Winter Olympics Skater Meagan Duhamel Rescued a Dog from the South Korea Dog Meat Trade

This year, Canadian pair skater Meagan Duhamel is leaving the 2018 Winter Olympics in Pyeongchang, South Korea, with at least one gold medal, as part of the winning Canada skate team. Last year, she came back from the country with a dog.

The vegan figure skater rescued her mini-dachshund Moo-tae, destined for a dog meat farm, from the country during a visit last February, reports New York Post.

Duhamel, a two-time world champion, hopes that other animal-loving athletes take the opportunity to save a canine during the Olympics.

In South Korea, close to two million dogs are raised on meat farms in horrible conditions each year and then slaughtered to be served as a delicacy. Dog meat dishes can be found throughout the country, including in Pyeongchang.

Free Korean Dogs is one of the groups working to save dogs from the South Korea dog meat trade and bring them to other countries to be adopted out. The non-profit united Duhamel with her beloved Moo-tae last year, driving the dog eight hours to meet the skater, where she was competing in a test run for the Olympics, so she could take the innocent pup home.

Along with saving her dog, Duhamel also brought another dog meat farm rescue back to Montreal to be adopted out to another family.

Moo-tae didn’t arrive in North America injury-free, the pet will have misshapen legs for the rest of his life due to the abuse he experienced as a puppy.

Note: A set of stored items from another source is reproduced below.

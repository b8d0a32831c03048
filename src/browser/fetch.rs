//! Page fetch and profile extraction
//!
//! Navigation plus a fixed settle delay, then CSS-selector extraction over
//! the rendered markup. Every profile field is optional; a missing element
//! yields an empty string, never a failed extraction.

use scraper::{ElementRef, Html, Selector};
use tokio::time::sleep;

use crate::browser::session::Navigator;
use crate::core::{ProfileRecord, Result, ScrapeConfig};

/// Canonical site root composed onto relative profile addresses
pub const PROFILE_ROOT: &str = "https://www.linkedin.com/";

/// Normalize an input address onto the canonical site root.
///
/// Idempotent: an already-normalized address passes through unchanged.
pub fn normalize_profile_url(raw: &str) -> String {
    let trimmed = raw.trim();
    if trimmed.starts_with(PROFILE_ROOT) {
        trimmed.to_string()
    } else {
        format!("{}{}", PROFILE_ROOT, trimmed.trim_start_matches('/'))
    }
}

fn element_text(element: ElementRef<'_>) -> String {
    element
        .text()
        .collect::<String>()
        .split_whitespace()
        .collect::<Vec<_>>()
        .join(" ")
}

fn select_text(html: &Html, selector: &str) -> String {
    Selector::parse(selector)
        .ok()
        .and_then(|sel| html.select(&sel).next())
        .map(element_text)
        .unwrap_or_default()
}

/// Extract a profile record from rendered markup.
///
/// Selectors track the page layout the tool was written against and are
/// expected to rot; each one fails soft to an empty field.
pub fn parse_profile(markup: &str) -> ProfileRecord {
    let html = Html::parse_document(markup);

    let name = select_text(&html, "h1");
    let headline = select_text(&html, "div.text-body-medium");
    let about = select_text(&html, "section#about div.pv-shared-text-with-see-more");

    ProfileRecord::new(name, headline, about)
}

/// Navigate to a (normalized) profile address and extract a record.
///
/// One attempt only; the retry controller wraps this.
pub async fn fetch_profile<N: Navigator>(
    nav: &mut N,
    address: &str,
    scrape: &ScrapeConfig,
) -> Result<ProfileRecord> {
    let url = normalize_profile_url(address);
    nav.goto(&url).await?;
    sleep(scrape.settle()).await;
    let markup = nav.content().await?;
    Ok(parse_profile(&markup))
}

#[cfg(test)]
mod tests {
    use super::*;

    const FULL_PROFILE: &str = r#"
        <html><body>
          <h1>Jane Doe</h1>
          <div class="text-body-medium">CTO at Acme Corp</div>
          <section id="about">
            <div class="pv-shared-text-with-see-more">
              Building
              distributed systems for 12 years.
            </div>
          </section>
        </body></html>"#;

    #[test]
    fn test_parse_full_profile() {
        let record = parse_profile(FULL_PROFILE);
        assert_eq!(record.name, "Jane Doe");
        assert_eq!(record.headline, "CTO at Acme Corp");
        assert_eq!(record.about, "Building distributed systems for 12 years.");
    }

    #[test]
    fn test_missing_elements_yield_empty_fields() {
        let record = parse_profile("<html><body><p>nothing here</p></body></html>");
        assert_eq!(record, ProfileRecord::default());
        assert!(record.is_blank());
    }

    #[test]
    fn test_partial_profile_is_valid() {
        let record = parse_profile("<html><body><h1>Jane Doe</h1></body></html>");
        assert_eq!(record.name, "Jane Doe");
        assert_eq!(record.headline, "");
        assert_eq!(record.about, "");
    }

    #[test]
    fn test_about_requires_the_about_section() {
        // The see-more element outside the about landmark must not match
        let markup = r#"<div class="pv-shared-text-with-see-more">stray</div>"#;
        assert_eq!(parse_profile(markup).about, "");
    }

    #[test]
    fn test_normalize_relative_address() {
        assert_eq!(
            normalize_profile_url("in/janedoe"),
            "https://www.linkedin.com/in/janedoe"
        );
        assert_eq!(
            normalize_profile_url("/in/janedoe"),
            "https://www.linkedin.com/in/janedoe"
        );
    }

    #[test]
    fn test_normalize_is_idempotent() {
        let once = normalize_profile_url("janedoe");
        assert_eq!(normalize_profile_url(&once), once);
        assert_eq!(
            normalize_profile_url("https://www.linkedin.com/in/johnsmith"),
            "https://www.linkedin.com/in/johnsmith"
        );
    }
}
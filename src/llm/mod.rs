//! LLM module - external text generation with local fallback

pub mod composer;
pub mod gemini;

pub use composer::{build_prompt, fallback_message, MessageComposer};
pub use gemini::{GeminiClient, TextGenerator};
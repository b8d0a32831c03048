//! Pipeline module - batch orchestration over the browser session

pub mod batch;
pub mod research;

pub use batch::BatchRunner;
pub use research::ExecutiveSearch;
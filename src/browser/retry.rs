//! Retry controller
//!
//! Wraps page fetches in a bounded retry loop with session repair. Both the
//! profile path and the company-research path go through the same wrapper,
//! so a login-wall redirect or a dead renderer is handled identically.

use tokio::time::sleep;

use crate::browser::fetch::{normalize_profile_url, parse_profile};
use crate::browser::session::Navigator;
use crate::core::{ProfileRecord, RetryPolicy, ScrapeConfig};
use std::time::Duration;

/// Fetch the rendered markup of a page, retrying up to the policy bound.
///
/// Before each attempt the session is probed and, when invalid, replaced
/// exactly once; a failed replacement aborts immediately since a browser
/// that cannot launch will not launch on the next attempt either.
/// Returns `None` after the bound is exhausted.
pub async fn page_with_retry<N: Navigator>(
    nav: &mut N,
    url: &str,
    settle: Duration,
    policy: &RetryPolicy,
) -> Option<String> {
    for attempt in 1..=policy.max_attempts {
        if !nav.is_valid().await {
            if let Err(e) = nav.refresh().await {
                eprintln!("Could not recreate browser session: {}", e);
                return None;
            }
        }

        let result = async {
            nav.goto(url).await?;
            sleep(settle).await;
            nav.content().await
        }
        .await;

        match result {
            Ok(markup) => return Some(markup),
            Err(e) => {
                if attempt < policy.max_attempts {
                    sleep(policy.backoff()).await;
                } else {
                    eprintln!(
                        "Failed to fetch {} after {} attempts: {}",
                        url, policy.max_attempts, e
                    );
                }
            }
        }
    }
    None
}

/// Fetch and extract one profile with the bounded retry policy applied.
///
/// Extraction itself cannot fail (missing elements fail soft to empty
/// fields), so every retryable fault is a navigation or session fault.
pub async fn fetch_profile_with_retry<N: Navigator>(
    nav: &mut N,
    address: &str,
    scrape: &ScrapeConfig,
) -> Option<ProfileRecord> {
    let url = normalize_profile_url(address);
    let markup = page_with_retry(nav, &url, scrape.settle(), &scrape.retry).await?;
    Some(parse_profile(&markup))
}
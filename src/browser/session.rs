//! Browser session manager
//!
//! Owns at most one live Chrome handle over CDP and repairs it on demand.
//! All other components borrow the session for one operation at a time;
//! the `&mut` receiver gives that mutual exclusion for free.

use async_trait::async_trait;
use chromiumoxide::browser::{Browser, BrowserConfig as ChromeConfig};
use chromiumoxide::cdp::browser_protocol::network;
use chromiumoxide::Page;
use futures::StreamExt;
use tokio::task::JoinHandle;

use crate::core::{BrowserConfig, ProspectError, Result};

/// Navigation seam between the pipeline and the browser engine.
///
/// Production code drives a [`SessionManager`]; tests inject a scripted fake.
#[async_trait]
pub trait Navigator: Send {
    /// Direct the session to an address
    async fn goto(&mut self, url: &str) -> Result<()>;

    /// Read the rendered markup of the current page
    async fn content(&mut self) -> Result<String>;

    /// Side-effect-free liveness probe; any probe failure reads as `false`
    async fn is_valid(&self) -> bool;

    /// Replace a stale session with a fresh one.
    ///
    /// The old handle is shut down best-effort and never reused.
    async fn refresh(&mut self) -> Result<()>;

    /// Explicit shutdown at the end of a run
    async fn close(&mut self);
}

/// A live browser plus the page all navigation goes through
struct SessionHandle {
    browser: Browser,
    page: Page,
    event_loop: JoinHandle<()>,
}

/// Manages the single long-lived browser session
pub struct SessionManager {
    config: BrowserConfig,
    handle: Option<SessionHandle>,
}

impl SessionManager {
    /// Create a manager without launching anything yet.
    ///
    /// The session is constructed lazily on first use.
    pub fn new(config: BrowserConfig) -> Self {
        Self {
            config,
            handle: None,
        }
    }

    /// Launch a session if none is cached
    pub async fn acquire(&mut self) -> Result<()> {
        if self.handle.is_some() {
            return Ok(());
        }

        let mut builder = ChromeConfig::builder()
            .no_sandbox()
            .args(vec![
                "--disable-dev-shm-usage",
                "--disable-notifications",
                "--disable-blink-features=AutomationControlled",
                "--start-maximized",
            ]);

        if self.config.headed {
            builder = builder.with_head();
        }

        let chrome_config = builder
            .build()
            .map_err(ProspectError::browser_init)?;

        let (browser, mut handler) = Browser::launch(chrome_config)
            .await
            .map_err(|e| ProspectError::browser_init(format!("failed to launch Chrome: {}", e)))?;

        // The handler stream must be drained for the browser to function.
        let event_loop = tokio::spawn(async move {
            while let Some(event) = handler.next().await {
                if event.is_err() {
                    break;
                }
            }
        });

        let page = browser
            .new_page("about:blank")
            .await
            .map_err(|e| ProspectError::browser_init(format!("failed to open page: {}", e)))?;

        // Outbound identification is overridden post-construction via CDP,
        // the one network-layer hook the engine exposes for it.
        let ua_params = network::SetUserAgentOverrideParams::builder()
            .user_agent(self.config.user_agent.as_str())
            .build()
            .map_err(ProspectError::browser_init)?;
        page.execute(ua_params)
            .await
            .map_err(|e| ProspectError::browser_init(format!("failed to set user agent: {}", e)))?;

        self.handle = Some(SessionHandle {
            browser,
            page,
            event_loop,
        });

        Ok(())
    }

    /// True when a handle has been launched (live or not)
    pub fn has_session(&self) -> bool {
        self.handle.is_some()
    }

    async fn ensure(&mut self) -> Result<&SessionHandle> {
        if self.handle.is_none() {
            self.acquire().await?;
        }
        self.handle.as_ref().ok_or(ProspectError::NoSession)
    }

    /// Best-effort shutdown; a session that already died cannot close cleanly
    async fn shutdown(handle: SessionHandle) {
        let SessionHandle {
            mut browser,
            page,
            event_loop,
        } = handle;
        let _ = page.close().await;
        let _ = browser.close().await;
        let _ = browser.wait().await;
        event_loop.abort();
    }
}

#[async_trait]
impl Navigator for SessionManager {
    async fn goto(&mut self, url: &str) -> Result<()> {
        let handle = self.ensure().await?;
        handle
            .page
            .goto(url)
            .await
            .map_err(|e| ProspectError::extract(format!("navigation to {} failed: {}", url, e)))?;
        Ok(())
    }

    async fn content(&mut self) -> Result<String> {
        let handle = self.ensure().await?;
        handle
            .page
            .content()
            .await
            .map_err(|e| ProspectError::extract(format!("failed to read page markup: {}", e)))
    }

    async fn is_valid(&self) -> bool {
        match &self.handle {
            Some(handle) => handle.page.url().await.is_ok(),
            None => false,
        }
    }

    async fn refresh(&mut self) -> Result<()> {
        if let Some(old) = self.handle.take() {
            Self::shutdown(old).await;
        }
        self.acquire().await
    }

    async fn close(&mut self) {
        if let Some(handle) = self.handle.take() {
            Self::shutdown(handle).await;
        }
    }
}

#[cfg(test)]
mod tests {
    use super::*;

    #[tokio::test]
    async fn test_no_session_before_first_use() {
        let manager = SessionManager::new(BrowserConfig::default());
        assert!(!manager.has_session());
        assert!(!manager.is_valid().await);
    }
}
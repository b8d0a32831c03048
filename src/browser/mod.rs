//! Browser module - session lifecycle, page fetch, and retry discipline

pub mod fetch;
pub mod retry;
pub mod session;

pub use fetch::{fetch_profile, normalize_profile_url, parse_profile, PROFILE_ROOT};
pub use retry::{fetch_profile_with_retry, page_with_retry};
pub use session::{Navigator, SessionManager};
//! Prospect - LinkedIn prospecting and outreach automation
//!
//! Main entry point for the CLI application.

use std::path::PathBuf;

use anyhow::{bail, Context};
use clap::{Parser, Subcommand};
use indicatif::ProgressBar;

use prospect::browser::session::Navigator;
use prospect::cli::{read_url_column, wait_for_login, write_leads, write_messages};
use prospect::core::Config;
use prospect::{BatchRunner, ExecutiveSearch, GeminiClient, MessageComposer, SessionManager};

/// Prospect - LinkedIn prospecting and outreach automation
#[derive(Parser, Debug)]
#[command(name = "prospect")]
#[command(author, version, about, long_about = None)]
struct Args {
    #[command(subcommand)]
    command: Command,

    /// Run the browser with a visible window
    #[arg(long)]
    headed: bool,

    /// Enable debug output
    #[arg(long, short = 'd')]
    debug: bool,
}

#[derive(Subcommand, Debug)]
enum Command {
    /// Generate a personalized outreach message per profile URL
    Messages {
        /// Input CSV with a 'URL' column
        #[arg(long, short)]
        input: PathBuf,

        /// Output CSV path
        #[arg(long, short, default_value = "messages.csv")]
        output: PathBuf,

        /// Skip the interactive login step (session already authenticated)
        #[arg(long)]
        no_login: bool,
    },

    /// Collect executive profile links for a named company
    Execs {
        /// Company name to search for
        #[arg(long, short)]
        company: String,

        /// Output CSV path
        #[arg(long, short, default_value = "execs.csv")]
        output: PathBuf,

        /// Skip the interactive login step
        #[arg(long)]
        no_login: bool,
    },

    /// Print the default configuration as TOML
    Config {
        /// Write it to the config file instead of printing
        #[arg(long)]
        write: bool,
    },
}

#[tokio::main]
async fn main() -> anyhow::Result<()> {
    let args = Args::parse();

    let mut config = Config::load();

    if args.headed {
        config.browser.headed = true;
    }

    if args.debug {
        config.debug = true;
    }

    match args.command {
        Command::Messages {
            input,
            output,
            no_login,
        } => run_messages(config, &input, &output, no_login).await,
        Command::Execs {
            company,
            output,
            no_login,
        } => run_execs(config, &company, &output, no_login).await,
        Command::Config { write } => {
            if write {
                Config::default().save()?;
                println!("Wrote {}", Config::config_file().display());
            } else {
                println!("{}", Config::default_config_toml());
            }
            Ok(())
        }
    }
}

/// Build the composer, degrading to fallback-only when the API key is absent
fn build_composer(config: &Config) -> MessageComposer<GeminiClient> {
    let mut composer = match GeminiClient::from_config(&config.gemini) {
        Ok(client) => MessageComposer::new(client),
        Err(e) => {
            eprintln!("Gemini unavailable ({}), using fallback messages only", e);
            MessageComposer::fallback_only()
        }
    };
    composer.set_debug(config.debug);
    composer
}

/// Open the session, running the operator login step unless skipped
async fn open_session(config: &mut Config, no_login: bool) -> anyhow::Result<SessionManager> {
    if !no_login {
        // The human logs in inside the window, so it has to be visible.
        config.browser.headed = true;
    }

    let mut session = SessionManager::new(config.browser.clone());
    session
        .acquire()
        .await
        .context("Browser init failed, no session available")?;

    if !no_login {
        wait_for_login(&mut session).await?;
    }

    Ok(session)
}

async fn run_messages(
    mut config: Config,
    input: &std::path::Path,
    output: &std::path::Path,
    no_login: bool,
) -> anyhow::Result<()> {
    let urls = read_url_column(input)?;
    if urls.is_empty() {
        bail!("no profile URLs found in {}", input.display());
    }
    println!("Loaded {} profile URL(s) from {}", urls.len(), input.display());

    let composer = build_composer(&config);
    let mut session = open_session(&mut config, no_login).await?;

    let bar = ProgressBar::new(urls.len() as u64);
    let total = urls.len() as f64;
    let report = BatchRunner::new(&mut session, &composer, &config.scrape)
        .run(&urls, |fraction| {
            bar.set_position((fraction * total).round() as u64);
        })
        .await;
    bar.finish_and_clear();

    session.close().await;

    for failure in &report.failures {
        eprintln!("✗ {}: {}", failure.input, failure.reason);
    }

    if report.is_empty() {
        bail!(
            "no messages generated across {} input(s); check login and URLs",
            report.total
        );
    }

    write_messages(output, &report.messages)?;
    println!(
        "✓ Generated {} of {} message(s), written to {}",
        report.messages.len(),
        report.total,
        output.display()
    );

    Ok(())
}

async fn run_execs(
    mut config: Config,
    company: &str,
    output: &std::path::Path,
    no_login: bool,
) -> anyhow::Result<()> {
    let role_count = config.search.roles.len();
    println!(
        "Searching {} role keyword(s) for executives at {}",
        role_count, company
    );

    let mut session = open_session(&mut config, no_login).await?;

    let bar = ProgressBar::new(role_count as u64);
    let total = role_count as f64;
    let report = ExecutiveSearch::new(&mut session, &config.search)
        .run(company, |fraction| {
            bar.set_position((fraction * total).round() as u64);
        })
        .await;
    bar.finish_and_clear();

    session.close().await;

    for failure in &report.failures {
        eprintln!("✗ {}: {}", failure.input, failure.reason);
    }

    if report.is_empty() {
        bail!("no executives found for {}", company);
    }

    write_leads(output, &report.leads)?;
    println!(
        "✓ Found {} lead(s) across {} role(s), written to {}",
        report.leads.len(),
        report.total_roles,
        output.display()
    );

    Ok(())
}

But the little pup seems eager to put that behind him, quickly adjusting to the loving, safe life he has with Duhamel.

Can’t get enough of cats, dogs and other furry friends? Click here to get the cutest pet news and photos delivered directly to your inbox. 

“Most of the time, he just wants to sit in everybody’s arms,” she told the Associated Press. “He doesn’t even care to play, he just walks up to everybody and wants to be held.”

Duhamel plans to bring another dog meat farm survivor home on her return trip from the Pyeongchang Olympics, she hopes other athletes will do the same even if they can’t adopt the dog themselves and need to have it adopted out at home instead.